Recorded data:
========

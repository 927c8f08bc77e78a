//! MFA types and data structures

use chrono::{DateTime, Utc};
use serde::{Deserialize, Serialize};
use uuid::Uuid;

use crate::error::{MfaError, Result};

/// Kind of second factor
#[derive(Debug, Clone, Copy, PartialEq, Eq, Hash, Serialize, Deserialize)]
#[serde(rename_all = "lowercase")]
pub enum MethodKind {
    /// Time-based one-time code from an authenticator app
    Totp,
    /// Numeric code delivered by SMS
    Sms,
    /// Numeric code delivered by email
    Email,
    /// Single-use recovery code
    Backup,
}

impl MethodKind {
    /// Get the storage name of this kind
    pub fn as_str(&self) -> &'static str {
        match self {
            Self::Totp => "totp",
            Self::Sms => "sms",
            Self::Email => "email",
            Self::Backup => "backup",
        }
    }

    /// Parse a kind from its storage name
    pub fn parse(s: &str) -> Result<Self> {
        match s.to_lowercase().as_str() {
            "totp" => Ok(Self::Totp),
            "sms" => Ok(Self::Sms),
            "email" => Ok(Self::Email),
            "backup" => Ok(Self::Backup),
            other => Err(MfaError::Unsupported(format!("unknown method kind '{}'", other))),
        }
    }

    /// Whether codes for this kind are generated by us and sent out-of-band
    pub fn is_channel(&self) -> bool {
        matches!(self, Self::Sms | Self::Email)
    }
}

impl std::fmt::Display for MethodKind {
    fn fmt(&self, f: &mut std::fmt::Formatter<'_>) -> std::fmt::Result {
        f.pad(self.as_str())
    }
}

/// One enrolled second factor for one user
#[derive(Debug, Clone, PartialEq, Serialize, Deserialize)]
pub struct MfaMethod {
    pub id: Uuid,
    pub user_id: String,
    pub kind: MethodKind,
    /// TOTP base32 secret, or the Argon2 hash of a backup code
    #[serde(skip_serializing)]
    pub secret: Option<String>,
    /// Phone number or email address for channel kinds
    pub destination: Option<String>,
    pub is_primary: bool,
    pub is_verified: bool,
    pub enrolled_at: DateTime<Utc>,
    pub last_used_at: Option<DateTime<Utc>>,
}

impl MfaMethod {
    /// Create a new unverified, non-primary method
    pub fn new(
        user_id: impl Into<String>,
        kind: MethodKind,
        secret: Option<String>,
        destination: Option<String>,
        enrolled_at: DateTime<Utc>,
    ) -> Self {
        Self {
            id: Uuid::new_v4(),
            user_id: user_id.into(),
            kind,
            secret,
            destination,
            is_primary: false,
            is_verified: false,
            enrolled_at,
            last_used_at: None,
        }
    }
}

/// Lifecycle state of a challenge
#[derive(Debug, Clone, Copy, PartialEq, Eq, Serialize, Deserialize)]
#[serde(rename_all = "lowercase")]
pub enum ChallengeState {
    Outstanding,
    Consumed,
    Discarded,
}

impl ChallengeState {
    pub fn as_str(&self) -> &'static str {
        match self {
            Self::Outstanding => "outstanding",
            Self::Consumed => "consumed",
            Self::Discarded => "discarded",
        }
    }

    pub fn parse(s: &str) -> Result<Self> {
        match s {
            "outstanding" => Ok(Self::Outstanding),
            "consumed" => Ok(Self::Consumed),
            "discarded" => Ok(Self::Discarded),
            other => Err(MfaError::Storage(format!("unknown challenge state '{}'", other))),
        }
    }
}

/// What a challenge was issued for
#[derive(Debug, Clone, Copy, PartialEq, Eq, Serialize, Deserialize)]
#[serde(rename_all = "lowercase")]
pub enum ChallengePurpose {
    /// Confirms a freshly registered sms/email method
    Enrollment,
    /// Login-time second factor
    Authentication,
}

impl ChallengePurpose {
    pub fn as_str(&self) -> &'static str {
        match self {
            Self::Enrollment => "enrollment",
            Self::Authentication => "authentication",
        }
    }

    pub fn parse(s: &str) -> Result<Self> {
        match s {
            "enrollment" => Ok(Self::Enrollment),
            "authentication" => Ok(Self::Authentication),
            other => Err(MfaError::Storage(format!("unknown challenge purpose '{}'", other))),
        }
    }
}

/// A single authentication attempt window
#[derive(Debug, Clone, PartialEq, Serialize, Deserialize)]
pub struct MfaChallenge {
    pub id: Uuid,
    pub user_id: String,
    pub method_id: Uuid,
    pub purpose: ChallengePurpose,
    /// One-time code for channel kinds; never set for totp/backup
    #[serde(skip_serializing)]
    pub code: Option<String>,
    pub created_at: DateTime<Utc>,
    pub expires_at: DateTime<Utc>,
    pub state: ChallengeState,
}

impl MfaChallenge {
    /// Create an outstanding challenge expiring `ttl` after `created_at`
    pub fn new(
        method: &MfaMethod,
        purpose: ChallengePurpose,
        code: Option<String>,
        created_at: DateTime<Utc>,
        ttl: chrono::Duration,
    ) -> Self {
        Self {
            id: Uuid::new_v4(),
            user_id: method.user_id.clone(),
            method_id: method.id,
            purpose,
            code,
            created_at,
            expires_at: created_at + ttl,
            state: ChallengeState::Outstanding,
        }
    }

    pub fn is_outstanding(&self) -> bool {
        self.state == ChallengeState::Outstanding
    }

    /// Expired once the clock is strictly past `expires_at`
    pub fn is_expired_at(&self, now: DateTime<Utc>) -> bool {
        now > self.expires_at
    }
}

/// Options for registering a new method
#[derive(Debug, Clone, Default, Deserialize)]
pub struct RegisterOptions {
    /// Phone number or email address (required for sms/email)
    pub destination: Option<String>,
    /// Account label shown in authenticator apps (defaults to the user id)
    pub account_name: Option<String>,
}

impl RegisterOptions {
    pub fn with_destination(destination: impl Into<String>) -> Self {
        Self {
            destination: Some(destination.into()),
            ..Default::default()
        }
    }
}

/// TOTP enrollment payload for out-of-band display
#[derive(Debug, Clone, Serialize)]
pub struct TotpEnrollment {
    /// The secret in base32 format (for manual entry)
    pub secret: String,
    /// The provisioning URI for authenticator apps
    pub provisioning_uri: String,
    /// QR code as data URI (base64 PNG)
    pub qr_code: String,
}

/// Result of registering a method
#[derive(Debug, Clone)]
pub struct Registration {
    pub method: MfaMethod,
    /// Present for totp registrations
    pub totp: Option<TotpEnrollment>,
    /// Enrollment challenge carrying the code sent for sms/email
    pub enrollment_challenge_id: Option<Uuid>,
}

/// Successful second-factor verification
#[derive(Debug, Clone, PartialEq, Eq, Serialize)]
pub struct Verification {
    pub user_id: String,
    pub method_id: Uuid,
    pub kind: MethodKind,
}

/// MFA summary for a user
#[derive(Debug, Clone, Serialize)]
pub struct MfaStatus {
    /// Whether the user has at least one verified method
    pub is_enabled: bool,
    pub primary_method: Option<Uuid>,
    pub verified_methods: usize,
    pub pending_methods: usize,
    pub backup_codes_remaining: usize,
    /// Most recent successful verification across methods
    pub last_used_at: Option<DateTime<Utc>>,
}

impl MfaStatus {
    /// Summarise a user's method set
    pub fn from_methods(methods: &[MfaMethod]) -> Self {
        let verified_methods = methods.iter().filter(|m| m.is_verified).count();
        Self {
            is_enabled: verified_methods > 0,
            primary_method: methods.iter().find(|m| m.is_primary).map(|m| m.id),
            verified_methods,
            pending_methods: methods.len() - verified_methods,
            backup_codes_remaining: methods
                .iter()
                .filter(|m| m.kind == MethodKind::Backup)
                .count(),
            last_used_at: methods.iter().filter_map(|m| m.last_used_at).max(),
        }
    }
}

/// Types of MFA events for audit logging
#[derive(Debug, Clone, Copy, Serialize, Deserialize, PartialEq, Eq)]
pub enum MfaEventType {
    MethodRegistered,
    EnrollmentConfirmed,
    PrimaryChanged,
    MethodRemoved,
    ChallengeIssued,
    ChallengeCancelled,
    VerifySuccess,
    VerifyFailed,
    BackupCodeUsed,
    BackupCodesGenerated,
}

impl std::fmt::Display for MfaEventType {
    fn fmt(&self, f: &mut std::fmt::Formatter<'_>) -> std::fmt::Result {
        match self {
            MfaEventType::MethodRegistered => write!(f, "method_registered"),
            MfaEventType::EnrollmentConfirmed => write!(f, "enrollment_confirmed"),
            MfaEventType::PrimaryChanged => write!(f, "primary_changed"),
            MfaEventType::MethodRemoved => write!(f, "method_removed"),
            MfaEventType::ChallengeIssued => write!(f, "challenge_issued"),
            MfaEventType::ChallengeCancelled => write!(f, "challenge_cancelled"),
            MfaEventType::VerifySuccess => write!(f, "verify_success"),
            MfaEventType::VerifyFailed => write!(f, "verify_failed"),
            MfaEventType::BackupCodeUsed => write!(f, "backup_code_used"),
            MfaEventType::BackupCodesGenerated => write!(f, "backup_codes_generated"),
        }
    }
}

/// MFA audit log entry
#[derive(Debug, Clone, Serialize, Deserialize)]
pub struct MfaAuditEntry {
    pub id: Uuid,
    pub user_id: String,
    pub event_type: MfaEventType,
    pub method_id: Option<Uuid>,
    pub created_at: DateTime<Utc>,
}

impl MfaAuditEntry {
    pub fn new(
        user_id: impl Into<String>,
        event_type: MfaEventType,
        method_id: Option<Uuid>,
        created_at: DateTime<Utc>,
    ) -> Self {
        Self {
            id: Uuid::new_v4(),
            user_id: user_id.into(),
            event_type,
            method_id,
            created_at,
        }
    }
}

========

§ WHAT NEEDS TO BE DONE: The range runs from the line above containing "pub fn is_channel(&self)" to the line containing "a backup code", inclusive. Restate those lines word for word and no others.

§ RESPONSE BELOW:
    pub fn is_channel(&self) -> bool {
        matches!(self, Self::Sms | Self::Email)
    }
}

impl std::fmt::Display for MethodKind {
    fn fmt(&self, f: &mut std::fmt::Formatter<'_>) -> std::fmt::Result {
        f.pad(self.as_str())
    }
}

/// One enrolled second factor for one user
#[derive(Debug, Clone, PartialEq, Serialize, Deserialize)]
pub struct MfaMethod {
    pub id: Uuid,
    pub user_id: String,
    pub kind: MethodKind,
    /// TOTP base32 secret, or the Argon2 hash of a backup code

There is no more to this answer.